Improper io_opt setting for md raid5

Coly Li <colyli@xxxxxxxxxx> · Tue, 15 Jul 2025 23:56:57 +0800

Hi Christoph,

I don’t know why is the proper person to ask for this issue, but I see your
patch in the questionable code path and I know you are always helpful, so
ask you here.

Let me rescript the problem I encountered.
1, There is an 8 disks raid5 with 64K chunk size on my machine, I observe
/sys/block/md0/queue/optimal_io_size is very large value, which isn’t
reasonable size IMHO.

2,  It was from drivers/scsi/mpt3sas/mpt3sas_scsih.c, 
11939 static const struct scsi_host_template mpt3sas_driver_template = {
11940         .module                         = THIS_MODULE,
11941         .name                           = "Fusion MPT SAS Host",
11942         .proc_name                      = MPT3SAS_DRIVER_NAME,
11943         .queuecommand                   = scsih_qcmd,
11944         .target_alloc                   = scsih_target_alloc,
11945         .sdev_init                      = scsih_sdev_init,
11946         .sdev_configure                 = scsih_sdev_configure,
11947         .target_destroy                 = scsih_target_destroy,
11948         .sdev_destroy                   = scsih_sdev_destroy,
11949         .scan_finished                  = scsih_scan_finished,
11950         .scan_start                     = scsih_scan_start,
11951         .change_queue_depth             = scsih_change_queue_depth,
11952         .eh_abort_handler               = scsih_abort,
11953         .eh_device_reset_handler        = scsih_dev_reset,
11954         .eh_target_reset_handler        = scsih_target_reset,
11955         .eh_host_reset_handler          = scsih_host_reset,
11956         .bios_param                     = scsih_bios_param,
11957         .can_queue                      = 1,
11958         .this_id                        = -1,
11959         .sg_tablesize                   = MPT3SAS_SG_DEPTH,
11960         .max_sectors                    = 32767,
11961         .max_segment_size               = 0xffffffff,
11962         .cmd_per_lun                    = 128,
11963         .shost_groups                   = mpt3sas_host_groups,
11964         .sdev_groups                    = mpt3sas_dev_groups,
11965         .track_queue_depth              = 1,
11966         .cmd_size                       = sizeof(struct scsiio_tracker),
11967         .map_queues                     = scsih_map_queues,
11968         .mq_poll                        = mpt3sas_blk_mq_poll,
11969 };
at line 11960, max_sectors of mpt3sas driver is defined as 32767.
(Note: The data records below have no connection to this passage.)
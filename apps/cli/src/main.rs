use std::sync::Arc;

use anyhow::Context;
use cashback_core::{
    ActivityService, ConvertLinkOptions, ListQuery, MemoryCache, Platform, PlatformService,
    ProviderFeature, ReqwestHttpClient, ServiceConfig,
};
use clap::{Parser, Subcommand};
use futures::future::join_all;
use serde::Serialize;
use serde_json::json;
use tracing_subscriber::{fmt, layer::SubscriberExt, util::SubscriberInitExt, EnvFilter};

#[derive(Parser)]
#[command(name = "cashback")]
#[command(version, about = "Query rebate activities and convert links across suppliers")]
struct Cli {
    #[command(subcommand)]
    command: Commands,
}

#[derive(Subcommand)]
enum Commands {
    /// List activities on a platform
    List {
        /// Platform code (meituan, eleme, douyin)
        #[arg(value_parser = parse_platform)]
        platform: Platform,

        /// Page number, starting at 1
        #[arg(short, long)]
        page: Option<i64>,

        /// Items per page
        #[arg(short = 's', long)]
        page_size: Option<i64>,

        /// Restrict the list to one activity
        #[arg(long)]
        activity_id: Option<String>,
    },

    /// Show one activity with its links
    Detail {
        #[arg(value_parser = parse_platform)]
        platform: Platform,

        /// Activity id
        id: String,

        /// Supplier link type code
        #[arg(short, long)]
        link_type: Option<i64>,
    },

    /// Convert a share link into a rebate link
    Convert {
        #[arg(value_parser = parse_platform)]
        platform: Platform,

        /// Link or share text to convert
        content: String,

        /// Caller tag forwarded to the supplier
        #[arg(long)]
        external_info: Option<String>,
    },

    /// Print configured suppliers and what each platform supports
    Capabilities,

    /// Probe the provider selected for each platform
    Health {
        /// Only probe this platform
        #[arg(value_parser = parse_platform)]
        platform: Option<Platform>,
    },
}

fn parse_platform(value: &str) -> Result<Platform, String> {
    Platform::ALL
        .into_iter()
        .find(|platform| platform.as_str().eq_ignore_ascii_case(value.trim()))
        .ok_or_else(|| format!("unknown platform '{}'", value))
}

fn init_tracing() {
    let log_format = std::env::var("CASHBACK_LOG_FORMAT").unwrap_or_else(|_| "text".to_string());
    let filter = EnvFilter::try_from_default_env().unwrap_or_else(|_| EnvFilter::new("info"));
    let registry = tracing_subscriber::registry().with(filter);

    if log_format.eq_ignore_ascii_case("json") {
        registry
            .with(fmt::layer().json().with_current_span(false).with_writer(std::io::stderr))
            .init();
    } else {
        registry
            .with(
                fmt::layer()
                    .with_target(true)
                    .with_line_number(true)
                    .with_writer(std::io::stderr),
            )
            .init();
    }
}

fn print_json<T: Serialize>(value: &T) -> anyhow::Result<()> {
    let rendered = serde_json::to_string_pretty(value).context("Failed to render output")?;
    println!("{}", rendered);
    Ok(())
}

#[tokio::main]
async fn main() -> anyhow::Result<()> {
    if let Err(e) = dotenvy::dotenv() {
        if !e.not_found() {
            return Err(e).context("Failed to load .env file");
        }
    }
    init_tracing();
    let cli = Cli::parse();

    let config = ServiceConfig::from_env().context("Invalid configuration")?;
    tracing::info!(
        "Loaded {} supplier config(s), strategy {}",
        config.providers.len(),
        config.selection_strategy
    );

    let http = Arc::new(ReqwestHttpClient::default());
    let platforms = Arc::new(PlatformService::new(&config, http));
    let activities = ActivityService::new(
        Arc::clone(&platforms),
        Arc::new(MemoryCache::new()),
        config.cache_ttl,
    );

    match cli.command {
        Commands::List {
            platform,
            page,
            page_size,
            activity_id,
        } => {
            let query = ListQuery {
                page,
                page_size,
                activity_id,
            };
            print_json(&activities.fetch_list(platform, query).await?)?;
        }
        Commands::Detail {
            platform,
            id,
            link_type,
        } => {
            print_json(&activities.fetch_detail(platform, &id, link_type).await?)?;
        }
        Commands::Convert {
            platform,
            content,
            external_info,
        } => {
            let mut options = ConvertLinkOptions::new(content, "");
            options.external_info = external_info;
            print_json(&platforms.convert_link(platform, options).await?)?;
        }
        Commands::Capabilities => {
            let features: Vec<_> = Platform::ALL
                .iter()
                .map(|platform| {
                    let supported: Vec<&str> = ProviderFeature::ALL
                        .iter()
                        .filter(|feature| platforms.supports_feature(*platform, **feature))
                        .map(|feature| feature.as_str())
                        .collect();
                    json!({
                        "platform": platform,
                        "features": supported,
                        "linkTypes": platforms.supported_link_types(*platform),
                    })
                })
                .collect();
            print_json(&json!({
                "providers": platforms.provider_metas(),
                "platforms": features,
            }))?;
        }
        Commands::Health { platform } => {
            let targets = match platform {
                Some(platform) => vec![platform],
                None => Platform::ALL.to_vec(),
            };
            let checks = targets
                .iter()
                .map(|platform| platforms.health_check(*platform));
            let results = join_all(checks).await;
            let report: serde_json::Map<String, serde_json::Value> = targets
                .iter()
                .zip(results)
                .map(|(platform, healthy)| (platform.to_string(), json!(healthy)))
                .collect();
            print_json(&report)?;
        }
    }

    Ok(())
}
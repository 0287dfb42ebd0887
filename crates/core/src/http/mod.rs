//! HTTP boundary.
//!
//! Providers never talk to the network directly; they go through an injected
//! [`HttpClient`] so tests can count calls and serve canned payloads.

mod reqwest_client;

use std::collections::BTreeMap;
use std::time::Duration;

use async_trait::async_trait;
use serde_json::Value;
use thiserror::Error;

pub use reqwest_client::ReqwestHttpClient;

use crate::signer::SignedParams;

/// Errors surfaced by an [`HttpClient`].
#[derive(Error, Debug, Clone)]
pub enum HttpError {
    /// The server answered with a non-2xx status.
    #[error("HTTP {status}: {body}")]
    Status {
        /// Response status code
        status: u16,
        /// Response body, possibly truncated
        body: String,
    },

    /// The request never produced a response (DNS, TLS, timeout, ...).
    #[error("Transport error: {0}")]
    Transport(String),

    /// The response body was not valid JSON.
    #[error("Invalid response body: {0}")]
    Decode(String),
}

impl HttpError {
    pub fn status(status: u16, body: impl Into<String>) -> Self {
        Self::Status {
            status,
            body: body.into(),
        }
    }

    /// HTTP status code, when the server answered.
    pub fn status_code(&self) -> Option<u16> {
        match self {
            Self::Status { status, .. } => Some(*status),
            _ => None,
        }
    }
}

/// Query parameters, headers and timeout for one request.
#[derive(Clone, Debug, Default)]
pub struct RequestOptions {
    pub params: BTreeMap<String, String>,
    pub headers: BTreeMap<String, String>,
    pub timeout: Option<Duration>,
}

impl RequestOptions {
    pub fn new() -> Self {
        Self::default()
    }

    pub fn with_params(mut self, params: SignedParams) -> Self {
        self.params = params.into_inner();
        self
    }

    pub fn with_header(mut self, name: impl Into<String>, value: impl Into<String>) -> Self {
        self.headers.insert(name.into(), value.into());
        self
    }

    pub fn with_timeout(mut self, timeout: Duration) -> Self {
        self.timeout = Some(timeout);
        self
    }
}

/// JSON-over-HTTP client used by every provider.
#[async_trait]
pub trait HttpClient: Send + Sync {
    async fn get(&self, url: &str, options: RequestOptions) -> Result<Value, HttpError>;

    async fn post(
        &self,
        url: &str,
        body: Option<Value>,
        options: RequestOptions,
    ) -> Result<Value, HttpError>;
}
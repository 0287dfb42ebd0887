use uuid::Uuid;

/// Correlation id for one logical request: `{prefix}-{uuid v4}`, or a bare
/// uuid when `prefix` is empty.
pub fn create_trace_id(prefix: &str) -> String {
    let id = Uuid::new_v4();
    if prefix.is_empty() {
        id.to_string()
    } else {
        format!("{}-{}", prefix, id)
    }
}
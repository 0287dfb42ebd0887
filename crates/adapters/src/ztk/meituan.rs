use serde_json::{Map, Value};

use crate::adapter::{ActivityAdapter, DetailSource};
use crate::context::AdapterContext;
use crate::models::raw::{first_text, is_truthy};
use crate::models::{LinkType, LinkVariant, Platform, QrCode, RawActivity, StandardActivityDetail};
use crate::normalize::{extra_fields, LinkSet};

const NO_DESCRIPTION: &str = "官方未提供活动说明";

const QR_KEYS: &[&str] = &["qrcode_chang_pic", "qrcode_wx_pic", "wx_mini_pic"];

/// Base activity fields surfaced verbatim as extras, labelled by key.
const EXTRA_FIELDS: &[(&str, &[&str])] = &[
    ("commission", &["commission"]),
    ("reward", &["reward"]),
    ("start_time", &["start_time"]),
    ("end_time", &["end_time"]),
    ("couponAmount", &["couponAmount"]),
    ("apply_link", &["apply_link"]),
];

/// Zhetaoke Meituan activities.
#[derive(Debug, Default, Clone, Copy)]
pub struct ZtkMeituanAdapter;

impl ZtkMeituanAdapter {
    pub fn new() -> Self {
        Self
    }
}

fn link_label(link_type: i64) -> &'static str {
    match link_type {
        1 => "H5 长链接",
        2 => "H5 短链接",
        3 => "App Deeplink",
        4 => "小程序路径",
        5 => "团口令",
        _ => "链接",
    }
}

fn link_type_of(value: Option<&Value>) -> Option<i64> {
    match value? {
        Value::Number(number) => number.as_i64(),
        Value::String(text) => text.trim().parse().ok(),
        _ => None,
    }
}

fn first_item(value: Option<&Value>) -> Option<RawActivity> {
    value?.as_array()?.first()?.as_object().cloned()
}

/// Builds a link record from a bare generate-link response, mapping the
/// returned url onto the requested link type.
fn flat_link_detail(root: &Map<String, Value>, link_type: Option<i64>) -> RawActivity {
    let mut detail = RawActivity::new();
    let url = root.get("data").and_then(Value::as_str).map(str::to_string);

    if let Some(url) = &url {
        detail.insert("shortLink".into(), Value::String(url.clone()));
    }
    for key in QR_KEYS {
        if let Some(value) = root.get(*key) {
            detail.insert((*key).to_string(), value.clone());
        }
    }
    if let Some(url) = url {
        let keys: &[&str] = match link_type {
            Some(1) => &["longLink"],
            Some(2) => &["shortLink"],
            Some(3) => &["deeplink", "deepLink", "appLink"],
            Some(4) => &["wx_mini_path"],
            Some(5) => &["tk_lian", "tkl"],
            _ => &[],
        };
        for key in keys {
            detail.insert((*key).to_string(), Value::String(url.clone()));
        }
    }
    if let Some(link_type) = link_type {
        detail.insert("linkType".into(), Value::from(link_type));
    }
    detail
}

/// Locates the link record inside a generate-link response.
fn extract_link_detail(payload: &Value, link_type: Option<i64>) -> Option<RawActivity> {
    let root = payload.as_object()?;

    let data_is_url = matches!(root.get("data"), Some(Value::String(_)));
    let has_qr = QR_KEYS
        .iter()
        .any(|key| root.get(*key).is_some_and(is_truthy));
    if data_is_url || has_qr {
        return Some(flat_link_detail(root, link_type));
    }

    if let Some(Value::Object(data)) = root.get("data") {
        if let Some(Value::Array(list)) = data.get("list") {
            return list.first().and_then(Value::as_object).cloned();
        }
        return Some(data.clone());
    }
    if let Some(item) = first_item(root.get("content")) {
        return Some(item);
    }
    if let Some(item) = first_item(root.get("result")) {
        return Some(item);
    }

    let looks_like_detail = ["link", "activityLink", "shortLink"]
        .iter()
        .chain(QR_KEYS)
        .any(|key| root.get(*key).is_some_and(is_truthy));
    looks_like_detail.then(|| root.clone())
}

fn build_link_set(detail: Option<&RawActivity>) -> LinkSet {
    let mut links = LinkSet::new();
    let Some(detail) = detail else {
        return links;
    };

    let declared = link_type_of(detail.get("linkType"));
    links.push_variant(
        LinkType::Code(declared.unwrap_or(0)),
        declared.map_or("链接", link_label),
        first_text(detail, &["link"]),
    );
    links.push_variant(
        LinkType::LONG_H5,
        "H5 长链接",
        first_text(detail, &["longLink", "activityLink"]),
    );
    links.push_variant(
        LinkType::SHORT_H5,
        "H5 短链接",
        first_text(detail, &["shortLink", "cpsShortUrl", "h5ShortUrl"]),
    );
    links.push_variant(
        LinkType::APP,
        "App 唤起链接",
        first_text(detail, &["deeplink", "deepLink", "appLink"]),
    );
    links.push_variant(
        LinkType::MINI_PROGRAM,
        "小程序路径",
        first_text(detail, &["wx_mini_path", "wxMiniPath", "miniProgramPath"]),
    );
    links.push_variant(LinkType::TOKEN, "团口令", first_text(detail, &["tk_lian", "tkl"]));

    links.push_qr("H5 二维码", first_text(detail, &["qrcode_chang_pic"]), None, None);
    links.push_qr("微信二维码", first_text(detail, &["qrcode_wx_pic"]), None, None);
    links.push_qr("小程序码", first_text(detail, &["wx_mini_pic"]), None, None);
    links
}

impl ActivityAdapter for ZtkMeituanAdapter {
    fn platform(&self) -> Platform {
        Platform::Meituan
    }

    fn detail_fallback(&self, payload: &Value, link_type: Option<i64>) -> Option<RawActivity> {
        extract_link_detail(payload, link_type)
    }

    fn normalize_detail(&self, source: &DetailSource, ctx: &AdapterContext) -> StandardActivityDetail {
        let base = &source.base;
        let link_detail = extract_link_detail(&source.response, ctx.link_type);
        let links = build_link_set(link_detail.as_ref());
        let links_by_type = links.links_by_type();

        let mut extra = extra_fields(base, EXTRA_FIELDS);
        extra.extend(links.qr_extras());

        let mut raw = base.clone();
        raw.insert(
            "linkDetail".into(),
            link_detail.map(Value::Object).unwrap_or(Value::Null),
        );

        let mut detail = StandardActivityDetail::from_summary(self.normalize_summary(base, ctx));
        detail.description = Some(
            first_text(base, &["activity_desc", "desc"])
                .unwrap_or_else(|| NO_DESCRIPTION.to_string()),
        );
        detail.link = links
            .default_link(&LinkType::SHORT_H5)
            .or_else(|| first_text(base, &["activityLink", "link"]));
        detail.coupon_link = links
            .url_of(&LinkType::SHORT_H5)
            .or_else(|| first_text(base, &["couponLink", "shareUrl"]));
        detail.rules = first_text(base, &["rule", "ext_desc"]);
        detail.extra = extra;
        detail.app_link = links_by_type
            .get("3")
            .cloned()
            .or_else(|| first_text(base, &["deeplink", "deepLink", "appLink"]));
        detail.mini_program_path = links_by_type
            .get("4")
            .cloned()
            .or_else(|| first_text(base, &["wx_mini_path", "wxMiniPath", "miniProgramPath"]));
        detail.links_by_type = links_by_type;
        detail.link_variants = links.variants;
        detail.qrcodes = links.qrcodes;
        detail.raw = Some(Value::Object(raw));
        detail
    }

    fn extract_link_variants(&self, source: &DetailSource) -> Vec<LinkVariant> {
        build_link_set(extract_link_detail(&source.response, None).as_ref()).variants
    }

    fn extract_qr_codes(&self, source: &DetailSource) -> Vec<QrCode> {
        build_link_set(extract_link_detail(&source.response, None).as_ref()).qrcodes
    }
}
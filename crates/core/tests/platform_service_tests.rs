//! Integration tests driving `PlatformService` and `ActivityService` through a
//! call-counting stub HTTP client.

use std::sync::atomic::{AtomicUsize, Ordering};
use std::sync::Arc;
use std::time::Duration;

use async_trait::async_trait;
use cashback_core::provider::zhetaoke::{APPKEY, SID};
use cashback_core::{
    build_cache_key, hash_params, ActivityService, ActivityStatus, Cache, ConvertLinkOptions,
    Error, FetchListOptions, HttpClient, HttpError, ListQuery, MemoryCache, Platform,
    PlatformService, ProviderConfig, ProviderFeature, RequestOptions, SelectionStrategy,
    ServiceConfig, SupplierCode,
};
use serde_json::{json, Value};

// =============================================================================
// Stub HTTP client
// =============================================================================

/// Answers every request with the same payload and counts calls.
struct StubHttpClient {
    response: Value,
    calls: AtomicUsize,
}

impl StubHttpClient {
    fn new(response: Value) -> Arc<Self> {
        Arc::new(Self {
            response,
            calls: AtomicUsize::new(0),
        })
    }

    fn calls(&self) -> usize {
        self.calls.load(Ordering::SeqCst)
    }
}

#[async_trait]
impl HttpClient for StubHttpClient {
    async fn get(&self, _url: &str, _options: RequestOptions) -> Result<Value, HttpError> {
        self.calls.fetch_add(1, Ordering::SeqCst);
        Ok(self.response.clone())
    }

    async fn post(
        &self,
        url: &str,
        _body: Option<Value>,
        options: RequestOptions,
    ) -> Result<Value, HttpError> {
        self.get(url, options).await
    }
}

// =============================================================================
// Unavailable cache
// =============================================================================

/// Fails every operation and counts attempted writes.
#[derive(Default)]
struct UnavailableCache {
    writes: AtomicUsize,
}

#[async_trait]
impl Cache for UnavailableCache {
    async fn get(&self, _key: &str) -> cashback_core::Result<Option<Value>> {
        Err(Error::platform_request("cache offline", "cache"))
    }

    async fn set(&self, _key: &str, _value: Value, _ttl: Duration) -> cashback_core::Result<()> {
        self.writes.fetch_add(1, Ordering::SeqCst);
        Err(Error::platform_request("cache offline", "cache"))
    }

    async fn delete(&self, _key: &str) -> cashback_core::Result<()> {
        Err(Error::platform_request("cache offline", "cache"))
    }

    async fn invalidate_by_pattern(&self, _pattern: &str) -> cashback_core::Result<usize> {
        Err(Error::platform_request("cache offline", "cache"))
    }
}

fn zhetaoke(priority: u32) -> ProviderConfig {
    ProviderConfig::new(SupplierCode::Zhetaoke)
        .with_priority(priority)
        .with_credential(APPKEY, "app")
        .with_credential(SID, "sid")
}

fn service_with(http: Arc<StubHttpClient>, strategy: SelectionStrategy) -> PlatformService {
    let config = ServiceConfig {
        providers: vec![zhetaoke(1)],
        selection_strategy: strategy,
        ..ServiceConfig::default()
    };
    PlatformService::new(&config, http)
}

fn list_payload() -> Value {
    json!({"data": {"list": [{"activity_id": "9", "title": "X", "commission_rate": "12%"}]}})
}

// =============================================================================
// PlatformService
// =============================================================================

#[tokio::test]
async fn test_end_to_end_list_normalization() {
    let http = StubHttpClient::new(list_payload());
    let service = service_with(http.clone(), SelectionStrategy::Priority);

    let result = service
        .fetch_activity_list(Platform::Meituan, FetchListOptions::new(1, 10, ""))
        .await
        .unwrap();

    assert_eq!(http.calls(), 1);
    assert!(!result.has_more);
    assert!(result.trace_id.starts_with("meituan-"));

    let item = &result.items[0];
    assert_eq!(item.id, "9");
    assert_eq!(item.title, "X");
    assert_eq!(item.commission_rate, 12.0);
    assert_eq!(item.commission_text, "12%");
    assert_eq!(item.status, ActivityStatus::Unknown);
    assert!(item.tags.is_empty());
    assert_eq!(item.trace_id, result.trace_id);
}

#[tokio::test]
async fn test_convert_link_without_capability_makes_no_request() {
    let http = StubHttpClient::new(json!({}));
    let service = service_with(http.clone(), SelectionStrategy::Priority);

    for platform in [Platform::Meituan, Platform::Eleme] {
        assert!(!service.supports_feature(platform, ProviderFeature::ConvertLink));
        let err = service
            .convert_link(platform, ConvertLinkOptions::new("https://example.com", ""))
            .await
            .unwrap_err();
        assert!(matches!(err, Error::UnsupportedOperation { .. }));
    }
    assert_eq!(http.calls(), 0);
}

#[tokio::test]
async fn test_douyin_list_is_unsupported_without_request() {
    let http = StubHttpClient::new(json!({}));
    let service = service_with(http.clone(), SelectionStrategy::RoundRobin);

    let err = service
        .fetch_activity_list(Platform::Douyin, FetchListOptions::new(1, 10, "t"))
        .await
        .unwrap_err();
    assert!(matches!(err, Error::UnsupportedOperation { .. }));
    assert_eq!(http.calls(), 0);
}

#[tokio::test]
async fn test_douyin_convert_link() {
    let http = StubHttpClient::new(json!({
        "code": 200,
        "data": {"data": {"dy_zlink": "https://v.douyin.com/short"}}
    }));
    let service = service_with(http.clone(), SelectionStrategy::Priority);

    let result = service
        .convert_link(
            Platform::Douyin,
            ConvertLinkOptions::new("https://v.douyin.com/src", "douyin-trace"),
        )
        .await
        .unwrap();

    assert_eq!(result.link, "https://v.douyin.com/short");
    assert_eq!(result.trace_id, "douyin-trace");
    assert_eq!(http.calls(), 1);
}

#[tokio::test]
async fn test_priority_selection_prefers_lowest_value() {
    let http = StubHttpClient::new(list_payload());
    let config = ServiceConfig {
        providers: vec![zhetaoke(7), zhetaoke(1), zhetaoke(4)],
        ..ServiceConfig::default()
    };
    let service = PlatformService::new(&config, http);

    assert_eq!(service.registry().providers_for(Platform::Meituan).len(), 3);
    let selected = service
        .registry()
        .select(Platform::Meituan, SelectionStrategy::Priority, "t")
        .unwrap();
    assert_eq!(selected.priority(), 1);
    assert_eq!(service.provider_metas().len(), 1);
}

#[tokio::test]
async fn test_health_check() {
    let http = StubHttpClient::new(json!({"status": 200}));
    let service = service_with(http.clone(), SelectionStrategy::Priority);

    assert!(service.health_check(Platform::Eleme).await);
    assert_eq!(http.calls(), 1);
}

// =============================================================================
// ActivityService
// =============================================================================

#[tokio::test]
async fn test_activity_service_caches_lists() {
    let http = StubHttpClient::new(list_payload());
    let platforms = Arc::new(service_with(http.clone(), SelectionStrategy::Priority));
    let cache = Arc::new(MemoryCache::new());
    let activities = ActivityService::new(platforms, cache.clone(), Duration::from_secs(60));

    let query = ListQuery {
        page: Some(0),
        page_size: None,
        activity_id: None,
    };
    let first = activities
        .fetch_list(Platform::Meituan, query.clone())
        .await
        .unwrap();
    let second = activities
        .fetch_list(
            Platform::Meituan,
            ListQuery {
                page: Some(1),
                page_size: Some(10),
                activity_id: None,
            },
        )
        .await
        .unwrap();

    assert_eq!(http.calls(), 1);
    assert!(!first.cached);
    assert!(second.cached);
    assert_eq!(second.page, 1);
    assert_ne!(first.trace_id, second.trace_id);
    assert!(second.trace_id.starts_with("meituan-list-"));
    assert_eq!(second.items[0].id, "9");

    let removed = activities.invalidate(Some(Platform::Meituan)).await.unwrap();
    assert_eq!(removed, 1);
    activities.fetch_list(Platform::Meituan, query).await.unwrap();
    assert_eq!(http.calls(), 2);
}

#[tokio::test]
async fn test_activity_service_caches_details_per_link_type() {
    let http = StubHttpClient::new(json!({
        "data": {"list": [{"activity_id": "5", "title": "Detail", "link": "https://x/5"}]}
    }));
    let platforms = Arc::new(service_with(http.clone(), SelectionStrategy::Priority));
    let cache = Arc::new(MemoryCache::new());
    let activities = ActivityService::new(platforms, cache.clone(), Duration::from_secs(60));

    let first = activities.fetch_detail(Platform::Meituan, "5", None).await.unwrap();
    let second = activities.fetch_detail(Platform::Meituan, "5", None).await.unwrap();
    activities
        .fetch_detail(Platform::Meituan, "5", Some(2))
        .await
        .unwrap();

    assert_eq!(http.calls(), 2);
    assert!(!first.summary.cached);
    assert!(second.summary.cached);
    assert_eq!(second.summary.title, "Detail");
    assert!(cache
        .get("platform:meituan:api:detail:5:linkType:0")
        .await
        .unwrap()
        .is_some());

    assert_eq!(activities.invalidate(None).await.unwrap(), 2);
}

#[tokio::test]
async fn test_cache_hit_refreshes_every_item() {
    let http = StubHttpClient::new(json!({"data": {"list": [
        {"activity_id": "1", "title": "A"},
        {"activity_id": "2", "title": "B"}
    ]}}));
    let platforms = Arc::new(service_with(http.clone(), SelectionStrategy::Priority));
    let activities =
        ActivityService::new(platforms, Arc::new(MemoryCache::new()), Duration::from_secs(60));

    let first = activities
        .fetch_list(Platform::Meituan, ListQuery::default())
        .await
        .unwrap();
    let second = activities
        .fetch_list(Platform::Meituan, ListQuery::default())
        .await
        .unwrap();

    assert_eq!(http.calls(), 1);
    assert!(first.items.iter().all(|item| !item.cached));
    assert!(first.items.iter().all(|item| item.trace_id == first.trace_id));
    assert_eq!(second.items.len(), 2);
    assert!(second.items.iter().all(|item| item.cached));
    assert!(second.items.iter().all(|item| item.trace_id == second.trace_id));
    assert_ne!(second.items[0].trace_id, first.items[0].trace_id);
}

#[tokio::test]
async fn test_failing_cache_falls_through_to_provider() {
    let http = StubHttpClient::new(list_payload());
    let platforms = Arc::new(service_with(http.clone(), SelectionStrategy::Priority));
    let cache = Arc::new(UnavailableCache::default());
    let activities = ActivityService::new(platforms, cache.clone(), Duration::from_secs(60));

    for _ in 0..2 {
        let result = activities
            .fetch_list(Platform::Meituan, ListQuery::default())
            .await
            .unwrap();
        assert!(!result.cached);
        assert_eq!(result.items[0].id, "9");
    }
    let detail = activities
        .fetch_detail(Platform::Meituan, "9", None)
        .await
        .unwrap();
    assert!(!detail.summary.cached);

    assert_eq!(http.calls(), 3);
    assert_eq!(cache.writes.load(Ordering::SeqCst), 3);
    assert!(activities.invalidate(None).await.is_err());
}

#[tokio::test]
async fn test_unreadable_cache_entry_is_replaced() {
    let http = StubHttpClient::new(list_payload());
    let platforms = Arc::new(service_with(http.clone(), SelectionStrategy::Priority));
    let cache = Arc::new(MemoryCache::new());
    let activities = ActivityService::new(platforms, cache.clone(), Duration::from_secs(60));

    let key = build_cache_key(&[
        "platform",
        "meituan",
        "api",
        "list",
        &hash_params(&json!({
            "page": 1,
            "pageSize": 10,
            "activityId": Option::<String>::None,
            "platform": Platform::Meituan,
        })),
    ]);
    cache
        .set(&key, json!("not a list result"), Duration::from_secs(60))
        .await
        .unwrap();

    let first = activities
        .fetch_list(Platform::Meituan, ListQuery::default())
        .await
        .unwrap();
    assert!(!first.cached);
    assert_eq!(http.calls(), 1);

    let second = activities
        .fetch_list(Platform::Meituan, ListQuery::default())
        .await
        .unwrap();
    assert!(second.cached);
    assert_eq!(http.calls(), 1);
    assert_eq!(cache.len(), 1);
}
Then in drivers/scsi/scsi_transport_sas.c, at line 241 inside sas_host_setup(),
shots->opt_sectors is assigned by 32767 from the following code,
240         if (dma_dev->dma_mask) {
241                 shost->opt_sectors = min_t(unsigned int, shost->max_sectors,
242                                 dma_opt_mapping_size(dma_dev) >> SECTOR_SHIFT);
243         }

Then in drivers/scsi/sd.c, inside sd_revalidate_disk() from the following coce,
3785         /*
3786          * Limit default to SCSI host optimal sector limit if set. There may be
3787          * an impact on performance for when the size of a request exceeds this
3788          * host limit.
3789          */
3790         lim.io_opt = sdp->host->opt_sectors << SECTOR_SHIFT;
3791         if (sd_validate_opt_xfer_size(sdkp, dev_max)) {
3792                 lim.io_opt = min_not_zero(lim.io_opt,
3793                                 logical_to_bytes(sdp, sdkp->opt_xfer_blocks));
3794         }

lim.io_opt of all my sata disks attached to mpt3sas HBA are all 32767 sectors,
because the above code block.

Then when my raid5 array sets its queue limits, because its io_opt is 64KiB*7,
and the raid component sata hard drive has io_opt with 32767 sectors, by
calculation in block/blk-setting.c:blk_stack_limits() at line 753,
753         t->io_opt = lcm_not_zero(t->io_opt, b->io_opt);
the calculated opt_io_size of my raid5 array is more than 1GiB. It is too large.

I know the purpose of lcm_not_zero() is to get an optimized io size for both
raid device and underlying component devices, but the resulted io_opt is bigger
than 1 GiB that's too big.

For me, I just feel uncomfortable that using max_sectors as opt_sectors in
sas_host_stup(), but I don't know a better way to improve. Currently I just
modify the mpt3sas_driver_template's max_sectors from 32767 to 64, and observed
5~10% sequetial write performance improvement (direct io) for my raid5 devices
by fio.

So there should be something to fix. Can you take a look, or give me some hint
to fix?

Thanks in advance.

Coly Li

-- 
Coly Li